Face Off: Sunblock vs Sunscreen

Face Off: Sunblock vs Sunscreen

Face Off: Sunblock vs Sunscreen

 

Dermatologists pretty much all agree that one of the primary causes of skin aging comes from sun exposure. 


Even if you don’t regularly get sunburned, being out in the sun for long periods of time can increase your chances of getting premature wrinkles, sunspots, and loss of skin elasticity. 


For this reason, it’s super important to protect your skin from the sun’s harsh UV rays.


With the variety of misconceptions around sun protection, it might be hard to choose how exactly you should protect your skin. This guide will give you everything you need to know to help you choose between sunblock and sunscreen. 

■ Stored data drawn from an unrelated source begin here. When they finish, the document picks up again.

//! Field value coercion
//!
//! Aggregation compares and adds some fields as numbers rather than
//! strings. Which fields get which treatment is a fixed table keyed by
//! field name; everything not in the table is opaque text.

use crate::query::aggregate::AggValue;
use crate::query::error::{QueryError, QueryResult};
use regex::Regex;
use rust_decimal::Decimal;
use serde::{Deserialize, Serialize};
use std::collections::HashMap;
use std::str::FromStr;
use std::sync::OnceLock;

/// How a field's raw string is interpreted for aggregation
#[derive(Debug, Clone, Copy, PartialEq, Eq, Default, Serialize, Deserialize)]
#[serde(rename_all = "lowercase")]
pub enum Coercion {
    /// Compare as the raw string
    #[default]
    Text,
    /// Exact decimal, e.g. a money amount `4.00`
    Decimal,
    /// `H:MM` clock duration, as total minutes
    Duration,
}

/// Field name to coercion lookup
#[derive(Debug, Clone, PartialEq, Serialize, Deserialize)]
#[serde(transparent)]
pub struct CoercionTable {
    fields: HashMap<String, Coercion>,
}

impl Default for CoercionTable {
    fn default() -> Self {
        Self::empty()
            .with("REV", Coercion::Decimal)
            .with("VIEW_TIME", Coercion::Duration)
    }
}

impl CoercionTable {
    /// Table treating every field as text
    pub fn empty() -> Self {
        Self {
            fields: HashMap::new(),
        }
    }

    pub fn with(mut self, field: impl Into<String>, coercion: Coercion) -> Self {
        self.fields.insert(field.into(), coercion);
        self
    }

    pub fn strategy(&self, field: &str) -> Coercion {
        self.fields.get(field).copied().unwrap_or_default()
    }

    /// Convert a raw value for comparison and addition
    pub fn coerce(&self, field: &str, raw: &str) -> QueryResult<AggValue> {
        let invalid = |reason: String| QueryError::InvalidValue {
            field: field.to_string(),
            value: raw.to_string(),
            reason,
        };

        match self.strategy(field) {
            Coercion::Text => Ok(AggValue::Text(raw.to_string())),
            Coercion::Decimal => Decimal::from_str(raw.trim())
                .map(AggValue::Decimal)
                .map_err(|e| invalid(e.to_string())),
            Coercion::Duration => parse_minutes(raw)
                .map(AggValue::Minutes)
                .ok_or_else(|| invalid("expected H:MM".to_string())),
        }
    }
}

fn duration_regex() -> Option<&'static Regex> {
    static RE: OnceLock<Option<Regex>> = OnceLock::new();
    RE.get_or_init(|| Regex::new(r"^\s*(\d+):(\d+)\s*$").ok())
        .as_ref()
}

/// Parse `H:MM` into total minutes
pub fn parse_minutes(raw: &str) -> Option<i64> {
    let caps = duration_regex()?.captures(raw)?;
    let hours: i64 = caps[1].parse().ok()?;
    let minutes: i64 = caps[2].parse().ok()?;
    hours.checked_mul(60)?.checked_add(minutes)
}

/// Render total minutes back to `H:MM`
pub fn format_minutes(total: i64) -> String {
    format!("{}:{:02}", total / 60, total % 60)
}
//! Flat-file storage engine
//!
//! - Write path: delimited input → Record → `{root}/{partition}/{date}/{item}`,
//!   then the schema file once every record is on disk
//! - Read path: key filters → glob pattern → file → Record (zipped against
//!   the schema) → remaining field filters
//!
//! There is no locking. The store assumes a single writer and no queries
//! running while an import is in progress.

use crate::storage::error::{StorageError, StorageResult};
use crate::storage::import::RecordReader;
use crate::storage::paths::StoreLayout;
use crate::storage::types::{KeyFields, Record, Schema};
use serde::Deserialize;
use std::collections::HashMap;
use std::fs::File;
use std::io::{BufReader, Read};
use std::path::{Path, PathBuf};
use std::time::Instant;

/// Configuration for the storage engine
#[derive(Debug, Clone, Deserialize)]
pub struct StoreConfig {
    /// Root directory holding the schema file and the record hierarchy
    #[serde(default = "default_data_dir")]
    pub data_dir: PathBuf,
    /// Schema file name, relative to `data_dir`
    #[serde(default = "default_headers_file")]
    pub headers_file: String,
    /// Field delimiter of import files
    #[serde(default = "default_delimiter")]
    pub input_delimiter: char,
    /// Field delimiter of stored record files and the schema file
    #[serde(default = "default_delimiter")]
    pub store_delimiter: char,
    /// Fields that place a record in the directory hierarchy
    #[serde(default)]
    pub key_fields: KeyFields,
}

fn default_data_dir() -> PathBuf {
    PathBuf::from("./data")
}

fn default_headers_file() -> String {
    "headers.csv".to_string()
}

fn default_delimiter() -> char {
    '|'
}

impl Default for StoreConfig {
    fn default() -> Self {
        Self {
            data_dir: default_data_dir(),
            headers_file: default_headers_file(),
            input_delimiter: default_delimiter(),
            store_delimiter: default_delimiter(),
            key_fields: KeyFields::default(),
        }
    }
}

impl StoreConfig {
    pub fn new(data_dir: impl Into<PathBuf>) -> Self {
        Self {
            data_dir: data_dir.into(),
            ..Default::default()
        }
    }
}

/// Convert a configured delimiter to the single byte the delimited reader expects
fn delimiter_byte(name: &str, delimiter: char) -> StorageResult<u8> {
    if delimiter.is_ascii() && delimiter != '\n' && delimiter != '\r' {
        Ok(delimiter as u8)
    } else {
        Err(StorageError::Config(format!(
            "{} must be a single ASCII character other than a line break, got {:?}",
            name, delimiter
        )))
    }
}

/// The flat-file record store
#[derive(Debug, Clone)]
pub struct FlatStore {
    layout: StoreLayout,
    key_fields: KeyFields,
    input_delimiter: u8,
    store_delimiter: u8,
}

impl FlatStore {
    /// Create a store handle. Nothing is touched on disk until the first import.
    pub fn new(config: StoreConfig) -> StorageResult<Self> {
        Ok(Self {
            layout: StoreLayout::new(config.data_dir, config.headers_file),
            key_fields: config.key_fields,
            input_delimiter: delimiter_byte("input_delimiter", config.input_delimiter)?,
            store_delimiter: delimiter_byte("store_delimiter", config.store_delimiter)?,
        })
    }

    pub fn layout(&self) -> &StoreLayout {
        &self.layout
    }

    pub fn key_fields(&self) -> &KeyFields {
        &self.key_fields
    }

    /// Import the file at `path`. See [`import_records`](Self::import_records).
    pub fn import_path(&self, path: &Path, delete_first: bool) -> StorageResult<usize> {
        let file = File::open(path)?;
        self.import_records(BufReader::new(file), delete_first)
    }

    /// Import a delimited stream, returning the number of records written.
    ///
    /// Records whose keys collide with an existing file overwrite it. The
    /// schema file is replaced only after every record has been written.
    pub fn import_records<R: Read>(&self, input: R, delete_first: bool) -> StorageResult<usize> {
        let start = Instant::now();

        if delete_first && self.layout.root().exists() {
            tracing::info!("Deleting existing store at {:?}", self.layout.root());
            std::fs::remove_dir_all(self.layout.root())?;
        }

        let reader = RecordReader::new(input, self.input_delimiter)?;
        let mut schema = Schema::new(reader.headers().iter().cloned());
        let mut count = 0;

        for (row_num, result) in reader.enumerate() {
            let record = result?;
            // Header is line 1
            self.save_record(&record, row_num + 2)?;
            schema = Schema::of(&record);
            count += 1;
        }

        self.write_schema(&schema)?;

        tracing::info!(
            "Imported {} records into {:?} in {}ms",
            count,
            self.layout.root(),
            start.elapsed().as_millis()
        );
        Ok(count)
    }

    fn save_record(&self, record: &Record, line: usize) -> StorageResult<()> {
        let key = |name: &str| {
            record.get(name).ok_or_else(|| {
                StorageError::MalformedInput(format!("line {}: missing key field {}", line, name))
            })
        };
        let path = self.layout.prepare_record_path(
            key(self.key_fields.partition.as_str())?,
            key(self.key_fields.date.as_str())?,
            key(self.key_fields.item.as_str())?,
        )?;

        self.write_line(&path, record.values())
    }

    /// Replace the schema file via a temp file and rename
    fn write_schema(&self, schema: &Schema) -> StorageResult<()> {
        std::fs::create_dir_all(self.layout.root())?;
        let path = self.layout.headers_path();
        let tmp = path.with_extension("tmp");

        self.write_line(&tmp, schema.fields().iter().map(String::as_str))?;
        std::fs::rename(&tmp, &path)?;

        tracing::debug!("Wrote schema {:?} to {:?}", schema.fields(), path);
        Ok(())
    }

    fn write_line<'a, I>(&self, path: &Path, values: I) -> StorageResult<()>
    where
        I: IntoIterator<Item = &'a str>,
    {
        let mut writer = csv::WriterBuilder::new()
            .has_headers(false)
            .delimiter(self.store_delimiter)
            .flexible(true)
            .from_path(path)?;
        writer.write_record(values)?;
        writer.flush()?;
        Ok(())
    }

    /// Read the schema persisted by the last completed import
    pub fn read_schema(&self) -> StorageResult<Schema> {
        let path = self.layout.headers_path();
        if !path.is_file() {
            return Err(StorageError::SchemaUnavailable(path));
        }
        let fields = read_line(&path, self.store_delimiter)?;
        Ok(Schema::new(fields))
    }

    /// Lazily scan records matching every `(field, value)` filter.
    ///
    /// Key-field filters narrow the glob pattern. All other filters are
    /// checked against each record read. Matches come back ordered by path
    /// (partition, then date, then item).
    pub fn iter_filtered_records(
        &self,
        filters: &HashMap<String, String>,
    ) -> StorageResult<FilteredRecords> {
        let schema = self.read_schema()?;

        let key_filter = |name: &str| filters.get(name).map(String::as_str);
        let pattern = self.layout.pattern(
            key_filter(self.key_fields.partition.as_str()),
            key_filter(self.key_fields.date.as_str()),
            key_filter(self.key_fields.item.as_str()),
        );
        let remaining: Vec<(String, String)> = filters
            .iter()
            .filter(|(field, _)| !self.key_fields.is_key(field))
            .map(|(field, value)| (field.clone(), value.clone()))
            .collect();

        tracing::debug!(
            "Scanning {} with {} field filter(s)",
            pattern,
            remaining.len()
        );

        Ok(FilteredRecords {
            paths: glob::glob(&pattern)?,
            schema,
            filters: remaining,
            delimiter: self.store_delimiter,
        })
    }
}

/// Read the first delimited line of a file
fn read_line(path: &Path, delimiter: u8) -> StorageResult<Vec<String>> {
    let mut reader = csv::ReaderBuilder::new()
        .has_headers(false)
        .delimiter(delimiter)
        .flexible(true)
        .from_path(path)?;

    match reader.records().next() {
        Some(row) => Ok(row?.iter().map(str::to_string).collect()),
        None => Ok(Vec::new()),
    }
}

/// Single-pass scan over matching record files
///
/// Each file is opened, read, and closed before the next is visited.
pub struct FilteredRecords {
    paths: glob::Paths,
    schema: Schema,
    filters: Vec<(String, String)>,
    delimiter: u8,
}

impl FilteredRecords {
    fn read_record(&self, path: &Path) -> StorageResult<Record> {
        let values = read_line(path, self.delimiter)?;
        if values.len() != self.schema.len() {
            tracing::warn!(
                "{:?} holds {} values but the schema has {} fields",
                path,
                values.len(),
                self.schema.len()
            );
        }
        Ok(Record::from_pairs(self.schema.fields().iter().cloned(), values))
    }
}

impl Iterator for FilteredRecords {
    type Item = StorageResult<Record>;

    fn next(&mut self) -> Option<Self::Item> {
        loop {
            let path = match self.paths.next()? {
                Ok(path) => path,
                Err(e) => return Some(Err(e.into())),
            };
            if !path.is_file() {
                continue;
            }

            match self.read_record(&path) {
                Ok(record) => {
                    if record.matches_all(self.filters.iter().map(|(k, v)| (k, v))) {
                        return Some(Ok(record));
                    }
                }
                Err(e) => return Some(Err(e)),
            }
        }
    }
}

But before diving in,  let’s talk about why any kind of sun protection is so important.

 

How Does the Sun Damage Your Skin?

The sun mainly gives off ultraviolet (UV) radiation, made up of four different types of rays that can lead to skin damage. When UV rays penetrate the skin, they weaken the bonds between cells on the skin’s surface. This also weakens the skin’s integrity, which can cause wrinkles, hyperpigmentation, and even broken capillaries. 


But the effects go beyond our appearance. Because the top layer of the skin protects your body from the elements and locks in moisture, sun damage can weaken these functions, as well. 


You may have heard that the sun’s rays are made up of mainly two types: UVA and UVB. These rays are both different in length and the way they affect your skin.


UVB rays have a shorter wavelength. These can penetrate the top layers of the skin and lead to sunburn. Therefore, they are mostly present in hotter climates and at higher altitudes. 


On the other hand, UVA rays penetrate deep into the skin’s layers, which breaks down collagen in the bottom layers of the skin. Because collagen is an essential structural protein, this type of damage can make your skin lose its firmness and elasticity. UVA rays are present all year and can even penetrate through clouds. 


Everyone is susceptible to the damaging effects of the sun’s rays. However, how much damage your skin can handle depends on your skin type. Light skin types, which are most susceptible to sunburn, produce less skin pigment to filter UV rays. For this reason, they are more susceptible to sun damage. 


However, just because darker skin tones are less likely to burn doesn’t mean they won’t experience sun damage as well. In fact, everyone experiences adverse effects from UV rays. That’s why it’s so important to wear sun protection at all times. 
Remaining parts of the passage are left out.